We met wonderful people, stayed in nice hotels and ate excellent food. But there was no escaping a bleak feeling that the thriving, almost frantic hustle and bustle of the Greater Toronto economy is not representative of the entire province.
As provincial Finance Minister Charles Sousa defends his $133.9-billion budget in the coming days, he must make the case that he is looking out for the interests of two Ontarios.
The urban resource
The complicated thing is that in a country that the world sees as an ice-box full of raw materials, a global-sized urban-industrial metropolis like the Golden Horseshoe — as the west end of Lake Ontario is called — is an incredibly valuable resource in itself.
Erupting from the epicentre of Canada's financial movers and shakers in the towers of downtown Toronto, the conurbation sprawls north, east and west: a hub of technology, world-leading hospitals, universities, arts, light industry, airports, superhighways and corporate head offices.
And that urban area continued to prosper on the back of the country's resource boom.
With a population of about 8 million — depending where you draw the circle, it contains more than half the province's entire population — the area is a tax gold mine. It is essential that some of the provincial revenue it produces is spent there, working out its big-city problems.
As my whirlwind tour of southwestern Ontario showed, there is something entirely different happening outside the GTA. There are certainly areas beyond the Golden Horseshoe that retain a big-city feel. However, Ottawa, London and Windsor no longer seem as vibrant as they once did.
Gap-toothed and shuttered
Northern industrial cities, from Thunder Bay to Timmins, have been hit by falling resource prices. Despite alternatives like Bombardier Transportation, on my last visit, the Lakehead did not feel as as vibrant as it has been. The ski resorts I remember from my youth have closed.
Yesterday, Sudbury's giant employer, the Brazilian mining company Vale, announced its losses had quadrupled as falling demand from China begins to bite.
In smaller Ontario communities like Brantford, Brussels and Palmerston, where we stopped for lunch, the beautiful old downtowns are gap-toothed and shuttered.
A visit to Goderich showed the town was still prospering from the world's largest salt mine, as Sifto digs further out under Lake Huron to produce and export tons of road salt. Nonetheless the town is also suffering from the closure of its Volvo heavy-equipment plant, announced just at the peak of 2008's oil boom.
Signs of rebirth
Despite the collapse of so much of Ontario's traditional manufacturing industry, there are signs a rebirth.
On a winding road through the tiny town of Beachville in Oxford County, we spied a huge solar farm in a valley across from the Thames River. According to a local businessman who installs what he calls "solar gardens," it is only one of 38 under construction.
At least some budget-related funds are slated to go into Ontario's green infrastructure, with a portion of the $1.9 billion expected to be generated in 2017 from Ontario's cap-and-trade plan promised for this.
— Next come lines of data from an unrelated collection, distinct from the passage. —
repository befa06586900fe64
use opentelemetry::{
    baggage::BaggageExt,
    global::{self, Error},
    propagation::{
        text_map_propagator::FieldIter, Extractor, Injector, PropagationError, TextMapPropagator,
    },
    trace::{SpanContext, SpanId, TraceContextExt, TraceFlags, TraceId, TraceState},
    Context, KeyValue,
};
use std::borrow::Cow;

/// Header carrying the trace id, 32 (or legacy 16) hex characters.
pub const OT_TRACE_ID_HEADER: &str = "ot-tracer-traceid";
/// Header carrying the span id, 16 hex characters.
pub const OT_SPAN_ID_HEADER: &str = "ot-tracer-spanid";
/// Header carrying the sampling decision, `"true"` or `"false"`.
pub const OT_SAMPLED_HEADER: &str = "ot-tracer-sampled";
/// Prefix of the headers carrying baggage entries, one header per entry.
pub const OT_BAGGAGE_PREFIX: &str = "ot-baggage-";

const PADDING: &str = "0000000000000000";

/// `Propagator` implements the [ot-trace propagation format].
///
/// Trace context is carried in the three `ot-tracer-*` headers, baggage in
/// one `ot-baggage-<key>` header per entry. Legacy tracers emit 8-byte trace
/// ids; these are zero padded on the left to the 16-byte form on extraction.
///
/// [ot-trace propagation format]: https://github.com/opentracing/basictracer-python/blob/master/basictracer/text_propagator.py
#[derive(Clone, Debug)]
pub struct Propagator {
    fields: [String; 3],
}

// Implement default using Propagator::new() so both construction paths share one definition
impl Default for Propagator {
    fn default() -> Self {
        Propagator::new()
    }
}

impl Propagator {
    /// Create an ot-trace propagator.
    pub fn new() -> Self {
        Propagator {
            fields: [
                OT_TRACE_ID_HEADER.to_owned(),
                OT_SPAN_ID_HEADER.to_owned(),
                OT_SAMPLED_HEADER.to_owned(),
            ],
        }
    }

    /// Extract a trace id from the header.
    ///
    /// Legacy 8-byte trace ids are zero padded on the left to the canonical
    /// 16-byte form before parsing. Any other length but 32 is invalid.
    fn extract_trace_id(&self, trace_id: &str) -> Result<TraceId, ()> {
        let trace_id = if trace_id.len() == 16 {
            Cow::from(format!("{PADDING}{trace_id}"))
        } else {
            Cow::from(trace_id)
        };

        if trace_id.len() != 32 {
            return Err(());
        }

        TraceId::from_hex(&trace_id).map_err(|_| ())
    }

    /// Extract a span id from the header.
    fn extract_span_id(&self, span_id: &str) -> Result<SpanId, ()> {
        if span_id.len() != 16 {
            return Err(());
        }

        SpanId::from_hex(span_id).map_err(|_| ())
    }

    /// Extract the sampling decision from the header.
    ///
    /// Exactly `"true"` means sampled; any other value, including an absent
    /// header, means not sampled.
    fn extract_trace_flags(&self, sampled: &str) -> TraceFlags {
        if sampled == "true" {
            TraceFlags::SAMPLED
        } else {
            TraceFlags::default()
        }
    }

    /// Extract a span context from the `ot-tracer-*` headers.
    fn extract_span_context(&self, extractor: &dyn Extractor) -> Option<SpanContext> {
        let trace_id = extractor.get(OT_TRACE_ID_HEADER).unwrap_or("");
        let span_id = extractor.get(OT_SPAN_ID_HEADER).unwrap_or("");
        // A carrier without ot-tracer headers is not an error.
        if trace_id.is_empty() && span_id.is_empty() {
            return None;
        }

        let trace_flags = self.extract_trace_flags(extractor.get(OT_SAMPLED_HEADER).unwrap_or(""));

        match (
            self.extract_trace_id(trace_id),
            self.extract_span_id(span_id),
        ) {
            (Ok(trace_id), Ok(span_id)) => {
                let span_context =
                    SpanContext::new(trace_id, span_id, trace_flags, true, TraceState::default());
                if span_context.is_valid() {
                    Some(span_context)
                } else {
                    global::handle_error(Error::Propagation(PropagationError::extract(
                        "zero trace id or span id",
                        "OTTracePropagator",
                    )));
                    None
                }
            }
            _ => {
                global::handle_error(Error::Propagation(PropagationError::extract(
                    "invalid ot-tracer headers",
                    "OTTracePropagator",
                )));
                None
            }
        }
    }
}

/// Check that a baggage key forms a valid header name once prefixed.
///
/// Allowed characters are the conservative HTTP token characters: ascii
/// letters, digits and `` ^ _ ` - ! # $ % & ' * + . | ~ ``.
fn is_valid_header_name(name: &str) -> bool {
    !name.is_empty()
        && name.bytes().all(|b| {
            b.is_ascii_alphanumeric()
                || matches!(
                    b,
                    b'^' | b'_'
                        | b'`'
                        | b'-'
                        | b'!'
                        | b'#'
                        | b'$'
                        | b'%'
                        | b'&'
                        | b'\''
                        | b'*'
                        | b'+'
                        | b'.'
                        | b'|'
                        | b'~'
                )
        })
}

/// Check that a baggage value is representable as a header value: tab,
/// printable ascii or latin-1, nothing else.
fn is_valid_header_value(value: &str) -> bool {
    value
        .chars()
        .all(|c| c == '\t' || ('\x20'..='\x7e').contains(&c) || ('\u{80}'..='\u{ff}').contains(&c))
}

impl TextMapPropagator for Propagator {
    fn inject_context(&self, cx: &Context, injector: &mut dyn Injector) {
        let span = cx.span();
        let span_context = span.span_context();
        if !span_context.is_valid() {
            return;
        }

        injector.set(OT_TRACE_ID_HEADER, span_context.trace_id().to_string());
        injector.set(OT_SPAN_ID_HEADER, span_context.span_id().to_string());
        let sampled = if span_context.is_sampled() {
            "true"
        } else {
            "false"
        };
        injector.set(OT_SAMPLED_HEADER, sampled.to_string());

        for (key, (value, _metadata)) in cx.baggage().iter() {
            // Entries that cannot be represented as a header are dropped,
            // never escaped, to stay wire compatible with the unescaped ot
            // header convention.
            if !is_valid_header_name(key.as_str()) || !is_valid_header_value(&value.as_str()) {
                continue;
            }
            injector.set(
                &format!("{OT_BAGGAGE_PREFIX}{}", key.as_str()),
                value.as_str().into_owned(),
            );
        }
    }

    fn extract_with_context(&self, cx: &Context, extractor: &dyn Extractor) -> Context {
        let span_context = match self.extract_span_context(extractor) {
            Some(span_context) => span_context,
            None => return cx.clone(),
        };
        let cx = cx.with_remote_span_context(span_context);

        let baggage = extractor
            .keys()
            .into_iter()
            .filter_map(|key| {
                let name = key.strip_prefix(OT_BAGGAGE_PREFIX)?;
                extractor
                    .get(key)
                    .map(|value| KeyValue::new(name.to_owned(), value.to_owned()))
            })
            .collect::<Vec<_>>();

        if baggage.is_empty() {
            cx
        } else {
            cx.with_baggage(baggage)
        }
    }

    fn fields(&self) -> FieldIter<'_> {
        FieldIter::new(self.fields.as_ref())
    }
}
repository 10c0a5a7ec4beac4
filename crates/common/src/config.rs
use crate::TradingMode;

/// Runtime settings, resolved once from the environment at startup.
#[derive(Debug, Clone)]
pub struct Config {
    /// live = read the real store; paper = read the fixture book.
    pub trading_mode: TradingMode,

    /// Required in live mode, unused in paper mode.
    pub database_url: Option<String>,

    /// Fixture book path for paper mode.
    pub paper_book_path: String,

    /// Seconds between dispatch cycles.
    pub dispatch_interval_secs: u64,

    // Diagnostics API
    pub api_token: String,
    pub api_port: u16,
}

impl Config {
    /// Resolve every setting, reading `.env` first when one exists.
    /// A missing required key panics, before any task is spawned.
    pub fn from_env() -> Self {
        let _ = dotenvy::dotenv(); // .env is optional

        let trading_mode = match required_env("RUN_MODE").to_lowercase().as_str() {
            "paper" => TradingMode::Paper,
            "live" => TradingMode::Live,
            other => panic!("RUN_MODE must be 'live' or 'paper', got '{other}'"),
        };

        let database_url = std::env::var("DATABASE_URL").ok();
        if trading_mode == TradingMode::Live && database_url.is_none() {
            panic!("DATABASE_URL must be set when RUN_MODE=live");
        }

        Config {
            trading_mode,
            database_url,
            paper_book_path: std::env::var("PAPER_BOOK_PATH")
                .unwrap_or_else(|_| "config/paper_book.toml".to_string()),
            dispatch_interval_secs: parsed_env("DISPATCH_INTERVAL_SECS", 60),
            api_token: required_env("API_TOKEN"),
            api_port: parsed_env("API_PORT", 8080),
        }
    }
}

fn required_env(key: &str) -> String {
    match std::env::var(key) {
        Ok(value) => value,
        Err(_) => panic!("missing required environment variable {key}"),
    }
}

/// Parse `key` into `T`, falling back to `default` when unset or malformed.
fn parsed_env<T: std::str::FromStr>(key: &str, default: T) -> T {
    std::env::var(key)
        .ok()
        .and_then(|raw| raw.parse().ok())
        .unwrap_or(default)
}
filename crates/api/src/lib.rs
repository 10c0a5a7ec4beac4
mod auth;
pub mod routes;

use std::net::SocketAddr;
use std::sync::Arc;

use axum::Router;
use tower_http::cors::{Any, CorsLayer};
use tracing::info;

use common::{ConditionStore, MarketDataSource, TradingMode};
use dispatch::RouteTable;

/// Shared application state injected into every route handler.
#[derive(Clone)]
pub struct AppState {
    pub table: Arc<RouteTable>,
    pub conditions: Arc<dyn ConditionStore>,
    pub market: Arc<dyn MarketDataSource>,
    pub trading_mode: TradingMode,
    pub api_token: String,
}

/// Build and run the Axum diagnostics server.
pub async fn serve(state: AppState, port: u16) {
    let addr = SocketAddr::from(([0, 0, 0, 0], port));

    let cors = CorsLayer::new()
        .allow_origin(Any)
        .allow_headers(Any)
        .allow_methods(Any);

    let app = Router::new()
        .merge(routes::diag_router(state.clone()))
        .merge(routes::health_router())
        .with_state(state)
        .layer(cors);

    info!(%addr, "Diagnostics API listening");
    let listener = tokio::net::TcpListener::bind(addr).await.unwrap();
    axum::serve(listener, app).await.unwrap();
}
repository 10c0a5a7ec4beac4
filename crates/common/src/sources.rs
use async_trait::async_trait;

use crate::{MarketSnapshot, Result, StrategyConditions};

/// Read-only access to per-account strategy conditions.
///
/// `SqlStore` implements this for live mode, `PaperBook` for paper mode.
/// The dispatcher loads a fresh record for every dispatch decision; no
/// caching happens on the consumer side.
#[async_trait]
pub trait ConditionStore: Send + Sync {
    /// The account's current conditions record, or `None` if the account
    /// has no record yet.
    async fn conditions(&self, account_id: i64) -> Result<Option<StrategyConditions>>;

    /// Accounts with at least one strategy family enabled, in stable order.
    async fn active_accounts(&self) -> Result<Vec<i64>>;
}

/// Read-only access to market data for tracked symbols.
///
/// The snapshots are produced upstream by the market-data sync job; this
/// component only projects them into execution inputs.
#[async_trait]
pub trait MarketDataSource: Send + Sync {
    /// Latest snapshot for a symbol, or `None` if the symbol is unknown.
    async fn snapshot(&self, symbol: &str) -> Result<Option<MarketSnapshot>>;

    /// Symbols the bot dispatches on, in stable order.
    async fn tracked_symbols(&self) -> Result<Vec<String>>;
}
//! SQLite-backed condition and market-data access.
//!
//! The tables are owned by the account-management service and the
//! market-data sync job; this crate only reads them. All queries are
//! runtime-checked so the workspace builds without a database present.

use async_trait::async_trait;
use sqlx::SqlitePool;
use tracing::info;

use common::{ConditionStore, MarketDataSource, MarketSnapshot, Result, StrategyConditions};

/// Read-only view over the shared SQLite database.
#[derive(Clone)]
pub struct SqlStore {
    pool: SqlitePool,
}

impl SqlStore {
    pub fn new(pool: SqlitePool) -> Self {
        Self { pool }
    }

    pub async fn connect(url: &str) -> Result<Self> {
        let pool = SqlitePool::connect(url).await?;
        Ok(Self::new(pool))
    }

    /// Apply pending migrations. Safe to run on every start.
    pub async fn migrate(&self) -> Result<()> {
        sqlx::migrate!("../../migrations").run(&self.pool).await?;
        info!("Database ready");
        Ok(())
    }

    pub fn pool(&self) -> &SqlitePool {
        &self.pool
    }
}

#[async_trait]
impl ConditionStore for SqlStore {
    async fn conditions(&self, account_id: i64) -> Result<Option<StrategyConditions>> {
        let row = sqlx::query_as::<_, StrategyConditions>(
            r#"
            SELECT
                account_id,
                id AS strategy_id,
                traditional_enabled,
                gainers_rank_limit,
                market_cap_limit,
                moving_average_enabled,
                ma_short_period,
                ma_long_period,
                ma_kind,
                mean_reversion_enabled,
                reversion_period,
                reversion_band_multiplier,
                arbitrage_enabled,
                arbitrage_spread_pct,
                grid_enabled,
                grid_levels,
                grid_step_pct,
                long_multiplier,
                short_multiplier,
                margin_mode
            FROM strategy_conditions
            WHERE account_id = ?1
            "#,
        )
        .bind(account_id)
        .fetch_optional(&self.pool)
        .await?;
        Ok(row)
    }

    async fn active_accounts(&self) -> Result<Vec<i64>> {
        let ids = sqlx::query_scalar::<_, i64>(
            r#"
            SELECT account_id
            FROM strategy_conditions
            WHERE traditional_enabled = 1
               OR moving_average_enabled = 1
               OR mean_reversion_enabled = 1
               OR arbitrage_enabled = 1
               OR grid_enabled = 1
            ORDER BY account_id
            "#,
        )
        .fetch_all(&self.pool)
        .await?;
        Ok(ids)
    }
}

#[async_trait]
impl MarketDataSource for SqlStore {
    async fn snapshot(&self, symbol: &str) -> Result<Option<MarketSnapshot>> {
        let row = sqlx::query_as::<_, MarketSnapshot>(
            r#"
            SELECT
                symbol,
                price,
                volume_24h,
                market_cap,
                gainers_rank,
                has_spot_market,
                has_futures_market,
                synced_at
            FROM market_snapshots
            WHERE symbol = ?1
            "#,
        )
        .bind(symbol)
        .fetch_optional(&self.pool)
        .await?;
        Ok(row)
    }

    async fn tracked_symbols(&self) -> Result<Vec<String>> {
        let symbols =
            sqlx::query_scalar::<_, String>("SELECT symbol FROM market_snapshots ORDER BY symbol")
                .fetch_all(&self.pool)
                .await?;
        Ok(symbols)
    }
}
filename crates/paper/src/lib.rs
pub mod fixture;

pub use fixture::PaperBook;

use std::sync::Arc;

use async_trait::async_trait;
use chrono::{DateTime, Utc};
use serde::Serialize;
use tokio::sync::RwLock;
use tracing::info;
use uuid::Uuid;

use common::{
    ExecutionBackend, ExecutionContext, MarketView, Result, StrategyConfig, StrategyKind,
};

/// One recorded paper execution.
#[derive(Debug, Clone, Serialize)]
pub struct PaperExecution {
    pub execution_id: String,
    /// Deterministic dispatch key, repeats when the same account, record and
    /// symbol dispatch again.
    pub request_id: String,
    pub account_id: i64,
    pub symbol: String,
    pub strategy: StrategyKind,
    pub config: StrategyConfig,
    pub market: MarketView,
    pub executed_at: DateTime<Utc>,
}

/// Simulated execution backend for paper trading.
///
/// Every dispatched strategy lands in an in-memory ledger instead of an
/// exchange. No real orders are ever sent anywhere.
pub struct PaperBackend {
    executions: Arc<RwLock<Vec<PaperExecution>>>,
}

impl PaperBackend {
    pub fn new() -> Self {
        info!("PaperBackend initialized");
        Self {
            executions: Arc::new(RwLock::new(Vec::new())),
        }
    }

    /// Everything recorded so far, oldest first.
    pub async fn executions(&self) -> Vec<PaperExecution> {
        self.executions.read().await.clone()
    }

    /// Expose the ledger (for the diagnostics API and auditing).
    pub fn executions_handle(&self) -> Arc<RwLock<Vec<PaperExecution>>> {
        self.executions.clone()
    }
}

impl Default for PaperBackend {
    fn default() -> Self {
        Self::new()
    }
}

#[async_trait]
impl ExecutionBackend for PaperBackend {
    async fn execute(
        &self,
        ctx: &ExecutionContext,
        market: &MarketView,
        config: &StrategyConfig,
    ) -> Result<()> {
        let record = PaperExecution {
            execution_id: Uuid::new_v4().to_string(),
            request_id: ctx.request_id.clone(),
            account_id: ctx.account_id,
            symbol: ctx.symbol.clone(),
            strategy: ctx.strategy,
            config: config.clone(),
            market: market.clone(),
            executed_at: Utc::now(),
        };

        info!(
            request_id = %record.request_id,
            strategy = %record.strategy,
            symbol = %record.symbol,
            "Paper execution recorded"
        );

        self.executions.write().await.push(record);
        Ok(())
    }
}

#[cfg(test)]
mod tests {
    use super::*;
    use common::{ArbitrageConfig, MarginMode};

    fn sample_context() -> ExecutionContext {
        ExecutionContext {
            symbol: "BTCUSDT".to_string(),
            strategy: StrategyKind::Arbitrage,
            account_id: 9,
            request_id: "arbitrage-12-BTCUSDT".to_string(),
        }
    }

    fn sample_market() -> MarketView {
        MarketView {
            symbol: "BTCUSDT".to_string(),
            market_cap: 980_000_000_000.0,
            gainers_rank: 3,
            has_spot_market: true,
            has_futures_market: true,
        }
    }

    fn sample_config() -> StrategyConfig {
        StrategyConfig::Arbitrage(ArbitrageConfig {
            min_spread_pct: 0.4,
            margin_mode: MarginMode::Isolated,
        })
    }

    #[tokio::test]
    async fn execution_lands_in_ledger() {
        let backend = PaperBackend::new();
        backend
            .execute(&sample_context(), &sample_market(), &sample_config())
            .await
            .unwrap();

        let executions = backend.executions().await;
        assert_eq!(executions.len(), 1);
        assert_eq!(executions[0].request_id, "arbitrage-12-BTCUSDT");
        assert_eq!(executions[0].strategy, StrategyKind::Arbitrage);
        assert_eq!(executions[0].market.gainers_rank, 3);
    }

    #[tokio::test]
    async fn repeated_dispatch_keeps_the_same_request_id() {
        let backend = PaperBackend::new();
        let ctx = sample_context();
        backend
            .execute(&ctx, &sample_market(), &sample_config())
            .await
            .unwrap();
        backend
            .execute(&ctx, &sample_market(), &sample_config())
            .await
            .unwrap();

        let executions = backend.executions().await;
        assert_eq!(executions.len(), 2);
        assert_eq!(executions[0].request_id, executions[1].request_id);
        assert_ne!(executions[0].execution_id, executions[1].execution_id);
    }

    #[tokio::test]
    async fn ledger_handle_sees_new_executions() {
        let backend = PaperBackend::new();
        let handle = backend.executions_handle();
        backend
            .execute(&sample_context(), &sample_market(), &sample_config())
            .await
            .unwrap();

        assert_eq!(handle.read().await.len(), 1);
    }
}
//! Execution input builders: the per-dispatch context and market view.

use common::{ExecutionContext, MarketSnapshot, MarketView, StrategyKind};

/// Build the per-dispatch execution context.
///
/// The request id is deterministic: `"{kind}-{strategy_id}-{symbol}"`. It is
/// a tracing/idempotency key for the execution backend, not a uniqueness
/// guarantee across retries with a different strategy id.
pub fn build_execution_context(
    symbol: &str,
    strategy: StrategyKind,
    account_id: i64,
    strategy_id: i64,
) -> ExecutionContext {
    ExecutionContext {
        symbol: symbol.to_string(),
        strategy,
        account_id,
        request_id: format!("{strategy}-{strategy_id}-{symbol}"),
    }
}

/// Project a raw snapshot into the view executors consume.
///
/// Pure field selection, no transformation and no validation; upstream
/// guarantees well-formed numeric fields.
pub fn build_execution_market_data(snapshot: &MarketSnapshot) -> MarketView {
    MarketView {
        symbol: snapshot.symbol.clone(),
        market_cap: snapshot.market_cap,
        gainers_rank: snapshot.gainers_rank,
        has_spot_market: snapshot.has_spot_market,
        has_futures_market: snapshot.has_futures_market,
    }
}
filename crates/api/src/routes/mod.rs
mod diag;
mod health;

pub use diag::diag_router;
pub use health::health_router;
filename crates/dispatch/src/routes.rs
use common::{
    MaKind, MarginMode, StrategyConditions, StrategyConfig, StrategyKind, ValidationError,
};

use crate::builders;
use crate::Route;

/// Mean reversion: statistically-driven entries when price stretches too far
/// from its rolling mean. Highest priority of the five families.
pub struct MeanReversionRoute;

impl Route for MeanReversionRoute {
    fn kind(&self) -> StrategyKind {
        StrategyKind::MeanReversion
    }

    fn priority(&self) -> u8 {
        100
    }

    fn is_active(&self, conditions: &StrategyConditions) -> bool {
        conditions.mean_reversion_enabled
    }

    fn validate(&self, conditions: &StrategyConditions) -> Result<(), ValidationError> {
        check_period("reversion_period", conditions.reversion_period)?;
        check_positive(
            "reversion_band_multiplier",
            conditions.reversion_band_multiplier,
        )?;
        check_sizing(conditions)?;
        check_margin_mode(conditions)
    }

    fn build_config(&self, conditions: &StrategyConditions) -> StrategyConfig {
        StrategyConfig::MeanReversion(builders::mean_reversion(conditions))
    }
}

/// Trend-following moving-average crossover (SMA or EMA pair).
pub struct MovingAverageRoute;

impl Route for MovingAverageRoute {
    fn kind(&self) -> StrategyKind {
        StrategyKind::MovingAverage
    }

    fn priority(&self) -> u8 {
        90
    }

    fn is_active(&self, conditions: &StrategyConditions) -> bool {
        conditions.moving_average_enabled
    }

    fn validate(&self, conditions: &StrategyConditions) -> Result<(), ValidationError> {
        check_period("ma_short_period", conditions.ma_short_period)?;
        check_period("ma_long_period", conditions.ma_long_period)?;
        if conditions.ma_short_period >= conditions.ma_long_period {
            return Err(ValidationError::new(
                "ma_short_period",
                format!(
                    "short period {} must be less than long period {}",
                    conditions.ma_short_period, conditions.ma_long_period
                ),
            ));
        }
        if MaKind::from_token(&conditions.ma_kind).is_none() {
            return Err(ValidationError::new(
                "ma_kind",
                format!("unrecognized token '{}', expected SMA or EMA", conditions.ma_kind),
            ));
        }
        check_sizing(conditions)?;
        check_margin_mode(conditions)
    }

    fn build_config(&self, conditions: &StrategyConditions) -> StrategyConfig {
        StrategyConfig::MovingAverage(builders::moving_average(conditions))
    }
}

/// Traditional top-gainers momentum, the original helmbot pipeline.
pub struct TraditionalRoute;

impl Route for TraditionalRoute {
    fn kind(&self) -> StrategyKind {
        StrategyKind::Traditional
    }

    fn priority(&self) -> u8 {
        70
    }

    fn is_active(&self, conditions: &StrategyConditions) -> bool {
        conditions.traditional_enabled
    }

    fn validate(&self, conditions: &StrategyConditions) -> Result<(), ValidationError> {
        check_non_negative_int("gainers_rank_limit", conditions.gainers_rank_limit)?;
        check_non_negative("market_cap_limit", conditions.market_cap_limit)?;
        check_sizing(conditions)?;
        check_margin_mode(conditions)
    }

    fn build_config(&self, conditions: &StrategyConditions) -> StrategyConfig {
        StrategyConfig::Traditional(builders::traditional(conditions))
    }
}

/// Spot/futures price-gap arbitrage.
pub struct ArbitrageRoute;

impl Route for ArbitrageRoute {
    fn kind(&self) -> StrategyKind {
        StrategyKind::Arbitrage
    }

    fn priority(&self) -> u8 {
        60
    }

    fn is_active(&self, conditions: &StrategyConditions) -> bool {
        conditions.arbitrage_enabled
    }

    fn validate(&self, conditions: &StrategyConditions) -> Result<(), ValidationError> {
        check_positive("arbitrage_spread_pct", conditions.arbitrage_spread_pct)?;
        check_margin_mode(conditions)
    }

    fn build_config(&self, conditions: &StrategyConditions) -> StrategyConfig {
        StrategyConfig::Arbitrage(builders::arbitrage(conditions))
    }
}

/// Grid trading, the lowest-frequency family.
pub struct GridTradingRoute;

impl Route for GridTradingRoute {
    fn kind(&self) -> StrategyKind {
        StrategyKind::GridTrading
    }

    fn priority(&self) -> u8 {
        50
    }

    fn is_active(&self, conditions: &StrategyConditions) -> bool {
        conditions.grid_enabled
    }

    fn validate(&self, conditions: &StrategyConditions) -> Result<(), ValidationError> {
        if let Some(levels) = conditions.grid_levels {
            if levels <= 0 {
                return Err(ValidationError::new(
                    "grid_levels",
                    format!("must be strictly positive, got {levels}"),
                ));
            }
            check_fits_u32("grid_levels", levels)?;
        }
        if let Some(step) = conditions.grid_step_pct {
            check_positive("grid_step_pct", step)?;
        }
        check_margin_mode(conditions)
    }

    fn build_config(&self, conditions: &StrategyConditions) -> StrategyConfig {
        StrategyConfig::GridTrading(builders::grid_trading(conditions))
    }
}

// ─── Shared validation checks ─────────────────────────────────────────────────

fn check_non_negative_int(field: &'static str, value: i64) -> Result<(), ValidationError> {
    if value < 0 {
        return Err(ValidationError::new(
            field,
            format!("must be non-negative, got {value}"),
        ));
    }
    check_fits_u32(field, value)
}

fn check_non_negative(field: &'static str, value: f64) -> Result<(), ValidationError> {
    if value.is_nan() || value < 0.0 {
        return Err(ValidationError::new(
            field,
            format!("must be non-negative, got {value}"),
        ));
    }
    Ok(())
}

fn check_period(field: &'static str, value: i64) -> Result<(), ValidationError> {
    if value <= 0 {
        return Err(ValidationError::new(
            field,
            format!("must be a strictly positive integer, got {value}"),
        ));
    }
    check_fits_u32(field, value)
}

/// Integer tunables land in u32 config fields; the builders' narrowing
/// casts rely on this bound having been enforced.
fn check_fits_u32(field: &'static str, value: i64) -> Result<(), ValidationError> {
    if value > i64::from(u32::MAX) {
        return Err(ValidationError::new(
            field,
            format!("must be at most {}, got {value}", u32::MAX),
        ));
    }
    Ok(())
}

fn check_positive(field: &'static str, value: f64) -> Result<(), ValidationError> {
    if value.is_nan() || value <= 0.0 {
        return Err(ValidationError::new(
            field,
            format!("must be strictly positive, got {value}"),
        ));
    }
    Ok(())
}

/// Long/short position sizing multipliers, shared by the directional families.
fn check_sizing(conditions: &StrategyConditions) -> Result<(), ValidationError> {
    check_positive("long_multiplier", conditions.long_multiplier)?;
    check_positive("short_multiplier", conditions.short_multiplier)
}

/// Margin mode is optional; when present it must be a recognized token.
fn check_margin_mode(conditions: &StrategyConditions) -> Result<(), ValidationError> {
    match conditions.margin_mode.as_deref() {
        None => Ok(()),
        Some(token) => match MarginMode::from_token(token) {
            Some(_) => Ok(()),
            None => Err(ValidationError::new(
                "margin_mode",
                format!("unrecognized token '{token}', expected ISOLATED or CROSSED"),
            )),
        },
    }
}
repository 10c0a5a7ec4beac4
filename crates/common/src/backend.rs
use async_trait::async_trait;

use crate::{ExecutionContext, MarketView, Result, StrategyConfig};

/// The hand-off seam between the dispatcher and a strategy pipeline.
///
/// One backend is registered per strategy kind. A backend receives a
/// validated, strategy-typed config together with the execution context and
/// market view for exactly one dispatch call; order placement semantics live
/// entirely behind this trait.
#[async_trait]
pub trait ExecutionBackend: Send + Sync {
    /// Run the strategy pipeline for one validated dispatch.
    async fn execute(
        &self,
        ctx: &ExecutionContext,
        market: &MarketView,
        config: &StrategyConfig,
    ) -> Result<()>;
}
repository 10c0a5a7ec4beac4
pub mod dispatcher;

pub use dispatcher::Dispatcher;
As we drew closer back to the Greater Toronto metropolis, there were further signs of actual prosperity. Compared to our last visit a few years ago, Paris is seeing significant recovery.
Paris on the Grand
Within easy driving distance of the Waterloo-Kitchener-Cambridge technology hub and nearby automotive plants, Paris appears to be thriving with a cool local coffee shop and top quality restaurants. Houses are under construction, the town's quaint hotel has reopened and even in the middle of winter, the Main Street storefronts were fully occupied and busy.
Everywhere we went, older couples — some of them well off refugees from Toronto high property prices — patronized upscale services.
As Bank of Canada governor Stephen Poloz has said repeatedly, the low dollar will eventually lead to a restoration of Canada's industrial heartland. That rebirth has so far been slow.
But many of the things that Toronto has too much of: crowds, high property prices, congested roads and public transportation, make rural Ontario's underused buildings, hospitality, beauty and open spaces a treasure chest of untapped riches. Especially in an era when the internet makes location increasingly irrelevant.
It is the difficult job of the Ontario government to create the infrastructure and laws required to unlock that potential and make Ontario's two provinces into one. If they can do it, both sides will profit.